─── Provided information ───

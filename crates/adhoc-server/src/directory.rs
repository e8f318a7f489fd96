//! TOML-backed product directory.
//!
//! File layout:
//!
//! ```toml
//! [products]
//! ULUS10391 = "Monster Hunter Freedom Unite"
//!
//! [crosslinks]
//! ULES01213 = "ULUS10391"
//! ```
//!
//! Unknown product codes seen at login are appended to `[products]` and
//! the file is rewritten. I/O failures are logged and never reach the
//! hub: resolution keeps working from memory.

use std::collections::BTreeMap;
use std::fs;
use std::path::{Path, PathBuf};

use adhoc_core::{MemoryDirectory, ProductDirectory};
use adhoc_protocol::ProductCode;
use anyhow::Context;
use serde::{Deserialize, Serialize};
use tracing::{info, warn};

#[derive(Debug, Default, Serialize, Deserialize)]
struct DirectoryFile {
    #[serde(default)]
    products: BTreeMap<String, String>,
    #[serde(default)]
    crosslinks: BTreeMap<String, String>,
}

#[derive(Debug)]
pub struct TomlProductDirectory {
    path: PathBuf,
    inner: MemoryDirectory,
}

impl TomlProductDirectory {
    /// Load `path`, or start empty if it does not exist yet.
    pub fn open(path: impl Into<PathBuf>) -> anyhow::Result<Self> {
        let path = path.into();
        let mut inner = MemoryDirectory::new();

        if path.exists() {
            let text = fs::read_to_string(&path)
                .with_context(|| format!("reading product directory {}", path.display()))?;
            let file: DirectoryFile = toml::from_str(&text)
                .with_context(|| format!("parsing product directory {}", path.display()))?;

            for (code, name) in file.products {
                match ProductCode::parse(&code) {
                    Some(code) => inner.add_product(code, name),
                    None => warn!("ignoring invalid product id {:?} in {}", code, path.display()),
                }
            }
            for (from, to) in file.crosslinks {
                match (ProductCode::parse(&from), ProductCode::parse(&to)) {
                    (Some(from), Some(to)) => inner.add_crosslink(from, to),
                    _ => warn!("ignoring invalid crosslink {:?} -> {:?}", from, to),
                }
            }
            info!(
                "loaded {} products and {} crosslinks from {}",
                inner.products().len(),
                inner.crosslinks().len(),
                path.display()
            );
        }

        Ok(TomlProductDirectory { path, inner })
    }

    pub fn path(&self) -> &Path {
        &self.path
    }

    pub fn inner(&self) -> &MemoryDirectory {
        &self.inner
    }

    /// Write the whole directory back to disk.
    pub fn save(&self) -> anyhow::Result<()> {
        let file = DirectoryFile {
            products: self
                .inner
                .products()
                .iter()
                .map(|(code, name)| (code.to_string(), name.clone()))
                .collect(),
            crosslinks: self
                .inner
                .crosslinks()
                .iter()
                .map(|(from, to)| (from.to_string(), to.to_string()))
                .collect(),
        };
        let text = toml::to_string(&file).context("serializing product directory")?;

        if let Some(parent) = self.path.parent().filter(|p| !p.as_os_str().is_empty()) {
            fs::create_dir_all(parent)
                .with_context(|| format!("creating {}", parent.display()))?;
        }
        fs::write(&self.path, text)
            .with_context(|| format!("writing product directory {}", self.path.display()))
    }
}

impl ProductDirectory for TomlProductDirectory {
    fn resolve_canonical_product(&mut self, code: ProductCode) -> ProductCode {
        let (canonical, added) = self.inner.resolve(code);
        if added {
            if let Err(e) = self.save() {
                warn!("product directory not saved: {:#}", e);
            }
        }
        canonical
    }

    fn display_name(&self, code: &ProductCode) -> Option<String> {
        self.inner.display_name(code)
    }
}

#[cfg(test)]
mod tests {
    use super::*;

    fn temp_path(name: &str) -> PathBuf {
        let dir = std::env::temp_dir().join(format!("adhoc-dir-{}-{}", std::process::id(), name));
        let _ = fs::remove_dir_all(&dir);
        dir.join("products.toml")
    }

    #[test]
    fn missing_file_starts_empty_and_records_new_codes() {
        let path = temp_path("new");
        let mut dir = TomlProductDirectory::open(&path).unwrap();
        assert!(dir.inner().products().is_empty());

        let code = ProductCode::parse("NPJH50505").unwrap();
        assert_eq!(dir.resolve_canonical_product(code), code);
        assert!(path.exists());

        let reopened = TomlProductDirectory::open(&path).unwrap();
        assert_eq!(reopened.display_name(&code).as_deref(), Some("NPJH50505"));
        let _ = fs::remove_dir_all(path.parent().unwrap());
    }

    #[test]
    fn loads_names_and_crosslinks() {
        let path = temp_path("load");
        fs::create_dir_all(path.parent().unwrap()).unwrap();
        fs::write(
            &path,
            r#"
[products]
ULUS10391 = "Monster Hunter Freedom Unite"
bad = "skipped"

[crosslinks]
ULES01213 = "ULUS10391"
"#,
        )
        .unwrap();

        let mut dir = TomlProductDirectory::open(&path).unwrap();
        let us = ProductCode::parse("ULUS10391").unwrap();
        let eu = ProductCode::parse("ULES01213").unwrap();
        assert_eq!(dir.inner().products().len(), 1);
        assert_eq!(dir.resolve_canonical_product(eu), us);
        assert_eq!(
            dir.display_name(&us).as_deref(),
            Some("Monster Hunter Freedom Unite")
        );
        let _ = fs::remove_dir_all(path.parent().unwrap());
    }

    #[test]
    fn malformed_file_is_an_error() {
        let path = temp_path("broken");
        fs::create_dir_all(path.parent().unwrap()).unwrap();
        fs::write(&path, "[products\n").unwrap();
        assert!(TomlProductDirectory::open(&path).is_err());
        let _ = fs::remove_dir_all(path.parent().unwrap());
    }
}
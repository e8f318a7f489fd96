//! One connected console.

use std::fmt;
use std::net::Ipv4Addr;
use std::time::{Duration, Instant};

use adhoc_protocol::{ConnectionBuffer, GroupName, MacAddress, Nickname, ProductCode};

/// Opaque per-connection identifier, assigned by the listener.
#[derive(Debug, Copy, Clone, PartialEq, Eq, Hash, PartialOrd, Ord)]
pub struct SessionId(pub u64);

impl fmt::Display for SessionId {
    fn fmt(&self, f: &mut fmt::Formatter<'_>) -> fmt::Result {
        write!(f, "#{}", self.0)
    }
}

/// Protocol state, derived from liveness and login status.
#[derive(Debug, Copy, Clone, PartialEq, Eq, Hash)]
pub enum SessionState {
    /// Accepted, not logged in yet.
    Waiting,
    /// Logged in to a game. May or may not be in a group.
    LoggedIn,
    /// Idle for longer than the timeout. Terminal.
    TimedOut,
}

impl fmt::Display for SessionState {
    fn fmt(&self, f: &mut fmt::Formatter<'_>) -> fmt::Result {
        let s = match self {
            SessionState::Waiting => "waiting",
            SessionState::LoggedIn => "logged in",
            SessionState::TimedOut => "timed out",
        };
        f.write_str(s)
    }
}

#[derive(Debug)]
pub struct Session {
    pub id: SessionId,
    pub ip: Ipv4Addr,
    pub mac: MacAddress,
    pub nickname: Nickname,
    pub last_activity: Instant,
    pub buffer: ConnectionBuffer,
    /// Canonical product code of the game, once logged in.
    pub game: Option<ProductCode>,
    pub group: Option<GroupName>,
}

impl Session {
    pub fn new(id: SessionId, ip: Ipv4Addr, now: Instant) -> Self {
        Session {
            id,
            ip,
            mac: MacAddress::default(),
            nickname: Nickname::EMPTY,
            last_activity: now,
            buffer: ConnectionBuffer::new(),
            game: None,
            group: None,
        }
    }

    pub fn state(&self, now: Instant, timeout: Duration) -> SessionState {
        if now.saturating_duration_since(self.last_activity) >= timeout {
            SessionState::TimedOut
        } else if self.game.is_none() {
            SessionState::Waiting
        } else {
            SessionState::LoggedIn
        }
    }

    /// Mark the session as alive.
    pub fn touch(&mut self, now: Instant) {
        self.last_activity = now;
    }

    pub fn is_logged_in(&self) -> bool {
        self.game.is_some()
    }

    pub fn is_grouped(&self) -> bool {
        self.group.is_some()
    }
}

/// `nick (MAC: .. - IP: ..)`, the form used in lifecycle log lines.
impl fmt::Display for Session {
    fn fmt(&self, f: &mut fmt::Formatter<'_>) -> fmt::Result {
        write!(f, "{} (MAC: {} - IP: {})", self.nickname, self.mac, self.ip)
    }
}

#[cfg(test)]
mod tests {
    use super::*;

    const TIMEOUT: Duration = Duration::from_secs(15);

    #[test]
    fn state_follows_liveness_then_login() {
        let t0 = Instant::now();
        let mut s = Session::new(SessionId(1), Ipv4Addr::new(10, 0, 0, 1), t0);
        assert_eq!(s.state(t0, TIMEOUT), SessionState::Waiting);

        s.game = ProductCode::parse("ULUS10041");
        assert_eq!(s.state(t0 + Duration::from_secs(14), TIMEOUT), SessionState::LoggedIn);
        assert_eq!(s.state(t0 + TIMEOUT, TIMEOUT), SessionState::TimedOut);

        s.touch(t0 + TIMEOUT);
        assert_eq!(s.state(t0 + TIMEOUT, TIMEOUT), SessionState::LoggedIn);
    }

    #[test]
    fn display_for_logs() {
        let mut s = Session::new(SessionId(7), Ipv4Addr::new(192, 168, 1, 20), Instant::now());
        s.nickname = Nickname::new("Zelda");
        s.mac = MacAddress([1, 2, 3, 4, 5, 6]);
        assert_eq!(
            s.to_string(),
            "Zelda (MAC: 01:02:03:04:05:06 - IP: 192.168.1.20)"
        );
        assert_eq!(SessionId(7).to_string(), "#7");
    }
}
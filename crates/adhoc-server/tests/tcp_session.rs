// crates/adhoc-server/tests/tcp_session.rs
use std::net::SocketAddr;
use std::time::Duration;

use adhoc_protocol::{
    decode_server, encode_client, ChatMessage, ClientPacket, GroupName, LoginRequest, MacAddress,
    Nickname, Opcode, ProductCode, ServerPacket,
};
use adhoc_server::{Config, Server};
use tokio::io::{AsyncReadExt, AsyncWriteExt};
use tokio::net::TcpStream;
use tokio::sync::watch;
use tokio::task::JoinHandle;
use tokio::time::timeout;

const WAIT: Duration = Duration::from_secs(5);

struct TestServer {
    addr: SocketAddr,
    shutdown: watch::Sender<bool>,
    handle: JoinHandle<anyhow::Result<()>>,
}

impl TestServer {
    async fn start(user_timeout: Duration) -> Self {
        let config = Config {
            bind_addr: "127.0.0.1".to_string(),
            port: 0,
            user_timeout,
            sweep_interval: Duration::from_millis(50),
            product_db: None,
            status_path: None,
            shutdown_message: "BYE".to_string(),
            ..Config::default()
        };
        let server = Server::bind(config).await.expect("bind");
        let addr = server.local_addr().expect("local addr");
        let (shutdown, rx) = watch::channel(false);
        let handle = tokio::spawn(server.run(rx));
        TestServer {
            addr,
            shutdown,
            handle,
        }
    }

    async fn stop(self) {
        self.shutdown.send(true).expect("server still running");
        timeout(WAIT, self.handle)
            .await
            .expect("server stops")
            .expect("join")
            .expect("run ok");
    }
}

fn mac(n: u8) -> MacAddress {
    MacAddress([0x00, 0x1D, 0xD9, 0x00, 0x00, n])
}

async fn send(stream: &mut TcpStream, packet: ClientPacket) {
    let mut buf = Vec::new();
    encode_client(&packet, &mut buf);
    stream.write_all(&buf).await.expect("write");
}

async fn login(stream: &mut TcpStream, n: u8, nick: &str) {
    send(
        stream,
        ClientPacket::Login(LoginRequest {
            mac: mac(n),
            nickname: Nickname::new(nick),
            product: ProductCode::parse("ULUS10041").unwrap(),
        }),
    )
    .await;
}

async fn read_packet(stream: &mut TcpStream) -> ServerPacket {
    let mut op = [0u8; 1];
    timeout(WAIT, stream.read_exact(&mut op))
        .await
        .expect("frame in time")
        .expect("read opcode");
    let len = Opcode::from_u8(op[0])
        .and_then(Opcode::server_frame_len)
        .expect("server opcode");
    let mut frame = vec![0u8; len];
    frame[0] = op[0];
    timeout(WAIT, stream.read_exact(&mut frame[1..]))
        .await
        .expect("body in time")
        .expect("read body");
    decode_server(&frame).expect("decode")
}

/// The server closed the connection without sending anything more.
async fn expect_closed(stream: &mut TcpStream) {
    let mut buf = [0u8; 64];
    let n = timeout(WAIT, stream.read(&mut buf))
        .await
        .expect("close in time")
        .unwrap_or(0);
    assert_eq!(n, 0, "unexpected bytes: {:?}", &buf[..n]);
}

#[tokio::test]
async fn founder_gets_own_mac_as_bssid() {
    let server = TestServer::start(Duration::from_secs(15)).await;
    let mut client = TcpStream::connect(server.addr).await.unwrap();

    login(&mut client, 1, "Solo").await;
    send(&mut client, ClientPacket::Scan).await;
    assert_eq!(read_packet(&mut client).await, ServerPacket::ScanComplete);

    send(
        &mut client,
        ClientPacket::Connect {
            group: GroupName::new("LOBBY01"),
        },
    )
    .await;
    assert_eq!(
        read_packet(&mut client).await,
        ServerPacket::ConnectBssid { host: mac(1) }
    );

    server.stop().await;
}

#[tokio::test]
async fn login_split_across_writes() {
    let server = TestServer::start(Duration::from_secs(15)).await;
    let mut client = TcpStream::connect(server.addr).await.unwrap();

    let mut buf = Vec::new();
    encode_client(
        &ClientPacket::Login(LoginRequest {
            mac: mac(3),
            nickname: Nickname::new("Slow"),
            product: ProductCode::parse("ULUS10041").unwrap(),
        }),
        &mut buf,
    );
    encode_client(&ClientPacket::Scan, &mut buf);
    for chunk in buf.chunks(7) {
        client.write_all(chunk).await.unwrap();
        client.flush().await.unwrap();
        tokio::time::sleep(Duration::from_millis(2)).await;
    }
    assert_eq!(read_packet(&mut client).await, ServerPacket::ScanComplete);

    server.stop().await;
}

#[tokio::test]
async fn second_connection_from_same_ip_is_refused() {
    let server = TestServer::start(Duration::from_secs(15)).await;
    let mut first = TcpStream::connect(server.addr).await.unwrap();
    login(&mut first, 1, "First").await;
    send(&mut first, ClientPacket::Scan).await;
    assert_eq!(read_packet(&mut first).await, ServerPacket::ScanComplete);

    let mut second = TcpStream::connect(server.addr).await.unwrap();
    expect_closed(&mut second).await;

    // The first session is unaffected.
    send(&mut first, ClientPacket::Scan).await;
    assert_eq!(read_packet(&mut first).await, ServerPacket::ScanComplete);

    server.stop().await;
}

#[tokio::test]
async fn protocol_violation_closes_connection() {
    let server = TestServer::start(Duration::from_secs(15)).await;
    let mut client = TcpStream::connect(server.addr).await.unwrap();

    // Scan before login.
    send(&mut client, ClientPacket::Scan).await;
    expect_closed(&mut client).await;

    server.stop().await;
}

#[tokio::test]
async fn invalid_mac_closes_connection() {
    let server = TestServer::start(Duration::from_secs(15)).await;
    let mut client = TcpStream::connect(server.addr).await.unwrap();

    send(
        &mut client,
        ClientPacket::Login(LoginRequest {
            mac: MacAddress::BROADCAST,
            nickname: Nickname::new("Bcast"),
            product: ProductCode::parse("ULUS10041").unwrap(),
        }),
    )
    .await;
    expect_closed(&mut client).await;

    server.stop().await;
}

#[tokio::test]
async fn idle_connection_times_out() {
    let server = TestServer::start(Duration::from_millis(300)).await;
    let mut client = TcpStream::connect(server.addr).await.unwrap();
    expect_closed(&mut client).await;

    // The address is free again once the session is gone.
    let mut again = TcpStream::connect(server.addr).await.unwrap();
    login(&mut again, 2, "Again").await;
    send(&mut again, ClientPacket::Scan).await;
    assert_eq!(read_packet(&mut again).await, ServerPacket::ScanComplete);

    server.stop().await;
}

#[tokio::test]
async fn shutdown_sends_notice_then_closes() {
    let server = TestServer::start(Duration::from_secs(15)).await;
    let mut client = TcpStream::connect(server.addr).await.unwrap();
    login(&mut client, 1, "Stayer").await;
    send(
        &mut client,
        ClientPacket::Connect {
            group: GroupName::new("ROOM"),
        },
    )
    .await;
    assert!(matches!(
        read_packet(&mut client).await,
        ServerPacket::ConnectBssid { .. }
    ));

    server.stop().await;

    assert_eq!(
        read_packet(&mut client).await,
        ServerPacket::Chat {
            sender: Nickname::EMPTY,
            message: ChatMessage::new("BYE"),
        }
    );
    expect_closed(&mut client).await;
}

#[cfg(target_os = "linux")]
mod multi_address {
    use super::*;
    use std::net::{IpAddr, Ipv4Addr};
    use tokio::net::TcpSocket;

    async fn connect_from(local: Ipv4Addr, server: SocketAddr) -> TcpStream {
        let socket = TcpSocket::new_v4().unwrap();
        socket.bind(SocketAddr::new(IpAddr::V4(local), 0)).unwrap();
        socket.connect(server).await.unwrap()
    }

    #[tokio::test]
    async fn two_players_meet_in_a_lobby() {
        let server = TestServer::start(Duration::from_secs(15)).await;
        let first_ip = Ipv4Addr::new(127, 0, 0, 1);
        let second_ip = Ipv4Addr::new(127, 0, 0, 2);
        let mut first = connect_from(first_ip, server.addr).await;
        let mut second = connect_from(second_ip, server.addr).await;

        login(&mut first, 1, "First").await;
        login(&mut second, 2, "Second").await;

        let lobby = ClientPacket::Connect {
            group: GroupName::new("LOBBY01"),
        };
        send(&mut first, lobby.clone()).await;
        assert_eq!(
            read_packet(&mut first).await,
            ServerPacket::ConnectBssid { host: mac(1) }
        );

        send(&mut second, lobby).await;
        assert_eq!(
            read_packet(&mut first).await,
            ServerPacket::PeerJoined {
                nickname: Nickname::new("Second"),
                mac: mac(2),
                ip: second_ip,
            }
        );
        assert_eq!(
            read_packet(&mut second).await,
            ServerPacket::PeerJoined {
                nickname: Nickname::new("First"),
                mac: mac(1),
                ip: first_ip,
            }
        );
        assert_eq!(
            read_packet(&mut second).await,
            ServerPacket::ConnectBssid { host: mac(1) }
        );

        send(
            &mut first,
            ClientPacket::Chat {
                message: ChatMessage::new("ready?"),
            },
        )
        .await;
        assert_eq!(
            read_packet(&mut second).await,
            ServerPacket::Chat {
                sender: Nickname::new("First"),
                message: ChatMessage::new("ready?"),
            }
        );

        send(&mut second, ClientPacket::Disconnect).await;
        assert_eq!(
            read_packet(&mut first).await,
            ServerPacket::PeerLeft { ip: second_ip }
        );

        // Second is ungrouped now and sees the surviving group.
        send(&mut second, ClientPacket::Scan).await;
        assert_eq!(
            read_packet(&mut second).await,
            ServerPacket::ScanEntry {
                group: GroupName::new("LOBBY01"),
                host: mac(1),
            }
        );
        assert_eq!(read_packet(&mut second).await, ServerPacket::ScanComplete);

        // Dropping the first connection cleans up its group.
        drop(first);
        tokio::time::sleep(Duration::from_millis(100)).await;
        send(&mut second, ClientPacket::Scan).await;
        assert_eq!(read_packet(&mut second).await, ServerPacket::ScanComplete);

        server.stop().await;
    }
}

───

◆ Instructions for the task ◆
Pick out all lines from the data above in which the word "Freedom" appears.

◆ Response to the task ◆
//! ULUS10391 = "Monster Hunter Freedom Unite"
ULUS10391 = "Monster Hunter Freedom Unite"
            Some("Monster Hunter Freedom Unite")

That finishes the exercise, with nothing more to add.